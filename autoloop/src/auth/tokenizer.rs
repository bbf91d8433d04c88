//! Shell-like lexer for command authorization.
//!
//! This is not a shell parser. It recognizes just enough grammar (quotes,
//! escapes, chain/pipe operators, redirects) to find the programs a command
//! string would run. It never fails: malformed input such as an unterminated
//! quote degrades to a literal word.

/// Kind of lexical token.
#[derive(Debug, Clone, Copy, PartialEq, Eq)]
pub enum TokenKind {
    Word,
    /// `|`, `||`, `&&`, `;`, or a lone `&`.
    Operator,
    /// `>`, `>>`, `<`, `<<`, `<&`, `>&`, `&>`, optionally prefixed by a file descriptor.
    Redirect,
}

#[derive(Debug, Clone, PartialEq, Eq)]
pub struct Token {
    pub kind: TokenKind,
    pub text: String,
}

impl Token {
    fn word(text: String) -> Self {
        Self {
            kind: TokenKind::Word,
            text,
        }
    }

    fn operator(text: &str) -> Self {
        Self {
            kind: TokenKind::Operator,
            text: text.to_string(),
        }
    }

    fn redirect(text: String) -> Self {
        Self {
            kind: TokenKind::Redirect,
            text,
        }
    }

    pub fn is_word(&self) -> bool {
        self.kind == TokenKind::Word
    }
}

/// Accumulates the current word. `started` tracks quoted empty strings (`''`).
#[derive(Default)]
struct WordBuf {
    text: String,
    started: bool,
}

impl WordBuf {
    fn push(&mut self, ch: char) {
        self.text.push(ch);
        self.started = true;
    }

    fn start(&mut self) {
        self.started = true;
    }

    fn flush(&mut self, tokens: &mut Vec<Token>) {
        if self.started {
            tokens.push(Token::word(std::mem::take(&mut self.text)));
            self.started = false;
        }
    }

    /// True when the pending word is a bare file descriptor number like `2`.
    fn is_fd_prefix(&self) -> bool {
        !self.text.is_empty() && self.text.chars().all(|c| c.is_ascii_digit())
    }
}

/// Split `input` into words, operators and redirects.
pub fn tokenize(input: &str) -> Vec<Token> {
    let mut tokens = Vec::new();
    let mut word = WordBuf::default();
    let mut chars = input.chars().peekable();

    while let Some(ch) = chars.next() {
        match ch {
            '\n' => end_line(&mut word, &mut tokens),
            '\r' if chars.peek() == Some(&'\n') => {
                chars.next();
                end_line(&mut word, &mut tokens);
            }
            c if c.is_whitespace() => word.flush(&mut tokens),
            '\'' => {
                word.start();
                let mut closed = false;
                for next in chars.by_ref() {
                    if next == '\'' {
                        closed = true;
                        break;
                    }
                    word.push(next);
                }
                if !closed {
                    // Unterminated quote: keep what we have as a literal word.
                    word.flush(&mut tokens);
                }
            }
            '"' => {
                word.start();
                let mut closed = false;
                while let Some(next) = chars.next() {
                    match next {
                        '"' => {
                            closed = true;
                            break;
                        }
                        '\\' => match chars.peek() {
                            Some(&escaped) if matches!(escaped, '"' | '\\' | '$' | '`') => {
                                chars.next();
                                word.push(escaped);
                            }
                            _ => word.push('\\'),
                        },
                        other => word.push(other),
                    }
                }
                if !closed {
                    word.flush(&mut tokens);
                }
            }
            '\\' => match chars.next() {
                Some(escaped) => word.push(escaped),
                None => word.push('\\'),
            },
            '|' => {
                word.flush(&mut tokens);
                if chars.peek() == Some(&'|') {
                    chars.next();
                    tokens.push(Token::operator("||"));
                } else {
                    tokens.push(Token::operator("|"));
                }
            }
            '&' => {
                word.flush(&mut tokens);
                match chars.peek() {
                    Some(&'&') => {
                        chars.next();
                        tokens.push(Token::operator("&&"));
                    }
                    Some(&'>') => {
                        chars.next();
                        let mut text = "&>".to_string();
                        if chars.peek() == Some(&'>') {
                            chars.next();
                            text.push('>');
                        }
                        tokens.push(Token::redirect(text));
                    }
                    _ => tokens.push(Token::operator("&")),
                }
            }
            ';' => {
                word.flush(&mut tokens);
                tokens.push(Token::operator(";"));
            }
            '>' | '<' => {
                let mut text = String::new();
                if word.is_fd_prefix() {
                    text = std::mem::take(&mut word.text);
                    word.started = false;
                } else {
                    word.flush(&mut tokens);
                }
                text.push(ch);
                if let Some(&next) = chars.peek()
                    && (next == ch || next == '&')
                {
                    chars.next();
                    text.push(next);
                }
                tokens.push(Token::redirect(text));
            }
            other => word.push(other),
        }
    }
    word.flush(&mut tokens);
    tokens
}

/// An unquoted newline ends a command just like `;`.
fn end_line(word: &mut WordBuf, tokens: &mut Vec<Token>) {
    word.flush(tokens);
    if tokens.last().is_some_and(|t| t.kind != TokenKind::Operator) {
        tokens.push(Token::operator(";"));
    }
}

/// Convenience: the text of every word token.
pub fn words(tokens: &[Token]) -> Vec<&str> {
    tokens
        .iter()
        .filter(|t| t.is_word())
        .map(|t| t.text.as_str())
        .collect()
}

#[cfg(test)]
mod tests {
    use super::*;

    fn texts(input: &str) -> Vec<(TokenKind, String)> {
        tokenize(input)
            .into_iter()
            .map(|t| (t.kind, t.text))
            .collect()
    }

    #[test]
    fn empty_and_whitespace_yield_no_tokens() {
        assert!(tokenize("").is_empty());
        assert!(tokenize("   \t\n ").is_empty());
    }

    #[test]
    fn plain_words_round_trip() {
        let vocabulary = [
            "ls", "git", "commit", "-m", "message", "42", "v1.2.3", "./bin/run", "--flag",
            "src/lib.rs", "a-b_c", "0",
        ];
        let mut inputs = vocabulary.iter().map(|w| (*w).to_string()).collect::<Vec<_>>();
        for len in 2..=vocabulary.len() {
            for start in 0..vocabulary.len() {
                let picked: Vec<&str> = (0..len)
                    .map(|i| vocabulary[(start + i * 5) % vocabulary.len()])
                    .collect();
                inputs.push(picked.join(" "));
            }
        }
        for input in &inputs {
            let tokens = tokenize(input);
            assert!(tokens.iter().all(Token::is_word), "{input}");
            assert_eq!(words(&tokens).join(" "), *input);
        }
    }

    #[test]
    fn unquoted_newline_separates_commands() {
        for input in ["echo ok\ndocker ps", "echo ok\r\ndocker ps"] {
            assert_eq!(
                texts(input),
                vec![
                    (TokenKind::Word, "echo".to_string()),
                    (TokenKind::Word, "ok".to_string()),
                    (TokenKind::Operator, ";".to_string()),
                    (TokenKind::Word, "docker".to_string()),
                    (TokenKind::Word, "ps".to_string()),
                ],
                "{input:?}"
            );
        }
        // Leading, trailing and repeated newlines add nothing to split on.
        assert_eq!(texts("\n\nls\n\n"), texts("ls;"));
    }

    #[test]
    fn quoted_newline_stays_in_word() {
        let tokens = tokenize("echo \"a\nb\" 'c\nd'");
        assert_eq!(words(&tokens), vec!["echo", "a\nb", "c\nd"]);
    }

    #[test]
    fn double_and_single_quotes_make_one_word() {
        for input in ["echo \"hello world\"", "echo 'hello world'"] {
            let tokens = tokenize(input);
            assert_eq!(tokens.len(), 2, "{input}");
            assert!(tokens.iter().all(Token::is_word));
            assert_eq!(tokens[1].text, "hello world");
        }
    }

    #[test]
    fn single_quotes_do_not_process_escapes() {
        let tokens = tokenize(r"echo 'a\nb'");
        assert_eq!(tokens[1].text, r"a\nb");
    }

    #[test]
    fn double_quotes_honor_escaped_quote() {
        let tokens = tokenize(r#"echo "say \"hi\"""#);
        assert_eq!(tokens[1].text, r#"say "hi""#);
    }

    #[test]
    fn backslash_escapes_next_char_outside_quotes() {
        let tokens = tokenize(r"touch my\ file");
        assert_eq!(words(&tokens), vec!["touch", "my file"]);
    }

    #[test]
    fn operators_are_recognized() {
        let got = texts("a && b || c | d ; e & f");
        let ops: Vec<&str> = got
            .iter()
            .filter(|(kind, _)| *kind == TokenKind::Operator)
            .map(|(_, text)| text.as_str())
            .collect();
        assert_eq!(ops, vec!["&&", "||", "|", ";", "&"]);
    }

    #[test]
    fn operators_split_without_whitespace() {
        assert_eq!(
            words(&tokenize("ls&&rm -rf x")),
            vec!["ls", "rm", "-rf", "x"]
        );
    }

    #[test]
    fn redirects_are_recognized() {
        let got = texts("cat < in > out >> log 2>&1 << EOF");
        let redirects: Vec<&str> = got
            .iter()
            .filter(|(kind, _)| *kind == TokenKind::Redirect)
            .map(|(_, text)| text.as_str())
            .collect();
        assert_eq!(redirects, vec!["<", ">", ">>", "2>&", "<<"]);
    }

    #[test]
    fn unterminated_quote_degrades_to_literal() {
        let tokens = tokenize("echo 'oops");
        assert_eq!(words(&tokens), vec!["echo", "oops"]);
    }

    #[test]
    fn empty_quotes_produce_empty_word() {
        let tokens = tokenize("echo ''");
        assert_eq!(tokens.len(), 2);
        assert_eq!(tokens[1].text, "");
    }
}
--
■ Your assignment
Each line of the data above containing the string "like" is to be copied.

■ Response
//! Shell-like lexer for command authorization.
    /// True when the pending word is a bare file descriptor number like `2`.
/// An unquoted newline ends a command just like `;`.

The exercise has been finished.